Why clever prompts break as features, and how to engineer LLM prompts that are reliable, testable, and safe in production AI products.

Mazen Salah
Prompt Engineering for Production: Building Reliable LLM Products

A prompt that works beautifully in a chat window has a habit of falling apart the moment it becomes a feature. The wording that produced a perfect answer for you, once, breaks when a real customer phrases the request differently, pastes in messy data, or asks something slightly out of scope. The model returns prose where you needed JSON, invents a field that does not exist, or quietly changes its format on the hundredth call. The gap between a clever prompt and a dependable product feature is where most AI projects stall.

At SummationWorks we build LLM-powered features for businesses across Saudi Arabia, the UAE, Egypt, and Western markets, and prompt engineering for production is a discipline of its own. It has little to do with finding magic phrases and everything to do with making model behavior predictable, testable, and safe under real-world input. Here is how we approach it.

Treat the prompt as a specification, not a suggestion

In a demo, you write a prompt the way you would ask a colleague for a favor. In production, the prompt is closer to a contract. It has to tell the model exactly what role it plays, what inputs to expect, what rules are non-negotiable, and what shape the output must take, every single time.

A production-grade prompt usually has a clear structure:

  • Role and scope. A short, specific statement of what the model is and what it is allowed to do. "You are a support assistant for an e-commerce store. You only answer questions about orders, shipping, and returns."
  • Hard rules. Constraints stated as instructions, not hints. What it must never do, what to do when it does not know, what language to reply in.
  • Output contract. The exact format you will parse, ideally a schema. If your code expects JSON with three named fields, say so, show an example, and forbid anything else.
  • The task and the data. The actual user input, clearly separated from your instructions so it cannot be confused with them.

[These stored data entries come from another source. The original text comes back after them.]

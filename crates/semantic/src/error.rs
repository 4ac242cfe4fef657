use thiserror::Error;

/// Errors surfaced by [`Embedder`](crate::Embedder) implementations.
#[derive(Debug, Clone, Error)]
pub enum SemanticError {
    /// Configuration is inconsistent (e.g., `api` mode without an `api_url`).
    #[error("invalid semantic config: {0}")]
    InvalidConfig(String),
    /// The embedding service could not be reached or answered with a non-2xx status.
    #[error("embedding request failed: {0}")]
    Request(String),
    /// The service answered, but not with a usable vector.
    #[error("inference failure: {0}")]
    Inference(String),
    /// The provider returned a vector of the wrong width.
    #[error("embedding dimension {got}, expected {expected}")]
    DimensionMismatch { expected: usize, got: usize },
}

#[cfg(test)]
mod tests {
    use super::*;

    #[test]
    fn error_invalid_config() {
        let err = SemanticError::InvalidConfig("api_url is required".into());
        assert!(err.to_string().contains("invalid semantic config"));
        assert!(err.to_string().contains("api_url is required"));
    }

    #[test]
    fn error_request() {
        let err = SemanticError::Request("connection refused".into());
        assert!(err.to_string().contains("embedding request failed"));
        assert!(err.to_string().contains("connection refused"));
    }

    #[test]
    fn error_dimension_mismatch() {
        let err = SemanticError::DimensionMismatch {
            expected: 384,
            got: 768,
        };
        assert_eq!(err.to_string(), "embedding dimension 768, expected 384");
    }

    #[test]
    fn error_clone_preserves_message() {
        let err = SemanticError::Inference("empty vector".into());
        assert_eq!(err.to_string(), err.clone().to_string());
    }
}
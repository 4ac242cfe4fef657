use crate::state::ServerState;
use axum::extract::State;
use axum::Json;
use serde::{Deserialize, Serialize};
use std::sync::Arc;

#[derive(Debug, Serialize, Deserialize)]
pub struct CategorySummary {
    pub category_id: i64,
    pub category_name: String,
    /// Searchable (embedded) products in this category.
    pub product_count: usize,
}

#[derive(Debug, Serialize, Deserialize)]
pub struct CategoriesResponse {
    pub categories: Vec<CategorySummary>,
}

/// Every known category of the live snapshot in ascending id order.
pub async fn list_categories(State(state): State<Arc<ServerState>>) -> Json<CategoriesResponse> {
    let engine = state.engine();
    let snapshot = engine.snapshot();
    let counts = snapshot.category_counts();

    let categories = snapshot
        .categories()
        .map(|(category_id, name)| CategorySummary {
            category_id,
            category_name: name.to_string(),
            product_count: counts.get(&category_id).copied().unwrap_or(0),
        })
        .collect();

    Json(CategoriesResponse { categories })
}
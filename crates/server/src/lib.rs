//! HTTP front end for catalog search.
//!
//! Serves `POST /search` over a [`ranking::SearchEngine`] held in
//! [`ServerState`], plus category listing, health probes, Prometheus metrics
//! and an authenticated catalog reload.

pub mod config;
pub mod embed;
pub mod error;
pub mod middleware;
pub mod routes;
pub mod server;
pub mod state;

pub use config::{CatalogConfig, ServerConfig};
pub use embed::{embed_products, EmbedScope};
pub use error::{ServerError, ServerResult};
pub use server::{build_router, start_server};
pub use state::ServerState;
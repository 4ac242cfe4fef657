use server::ServerConfig;

#[tokio::main]
async fn main() -> anyhow::Result<()> {
    let config = ServerConfig::load()?;
    server::start_server(config).await?;
    Ok(())
}
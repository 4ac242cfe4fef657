//! Vector helpers shared by embedders and ranking.

/// Euclidean length of `v`.
pub fn l2_norm(v: &[f32]) -> f32 {
    v.iter().map(|x| x * x).sum::<f32>().sqrt()
}

/// In-place L2 normalization. Zero vectors are left untouched.
pub fn l2_normalize_in_place(v: &mut [f32]) {
    let norm_sq: f32 = v.iter().map(|x| x * x).sum();
    if norm_sq > 0.0 {
        let inv_norm = norm_sq.sqrt().recip();
        for x in v.iter_mut() {
            *x *= inv_norm;
        }
    }
}

/// Cosine similarity `a·b / (|a|·|b|)`.
///
/// Returns `0.0` when either side has zero length or the widths differ, so a
/// degenerate vector never ranks above a real match.
pub fn cosine_similarity(a: &[f32], b: &[f32]) -> f32 {
    if a.len() != b.len() {
        return 0.0;
    }
    let denom = l2_norm(a) * l2_norm(b);
    if denom == 0.0 {
        return 0.0;
    }
    let dot: f32 = a.iter().zip(b).map(|(x, y)| x * y).sum();
    dot / denom
}
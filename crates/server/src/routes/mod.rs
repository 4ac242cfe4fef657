//! API route handlers
//!
//! Routes are organized by functionality:
//!
//! - `health`: liveness, readiness and metrics
//! - `search`: ranked product search
//! - `catalog`: category listing over the live snapshot
//! - `admin`: catalog reload

pub mod admin;
pub mod catalog;
pub mod health;
pub mod search;

use crate::error::{ServerError, ServerResult};
use axum::response::IntoResponse;
use axum::Json;
use serde_json::json;

/// Service name and available endpoints (GET /).
pub async fn api_info() -> ServerResult<impl IntoResponse> {
    Ok(Json(json!({
        "name": "Catalog Search",
        "version": env!("CARGO_PKG_VERSION"),
        "endpoints": [
            "POST /search",
            "GET /categories",
            "POST /admin/reload",
            "/metadata",
            "/health",
            "/ready",
            "/metrics"
        ]
    })))
}

/// 404 Not Found handler
pub async fn not_found() -> ServerError {
    ServerError::NotFound
}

The more your prompt reads like a specification, the less the model improvises, and improvisation is what breaks features.

Separate instructions from user input

One of the most common failures in early LLM products is letting user-supplied text blur into your own instructions. A customer types something that looks like a command, and the model obeys it instead of your rules. This is prompt injection, and it is a security issue, not a curiosity.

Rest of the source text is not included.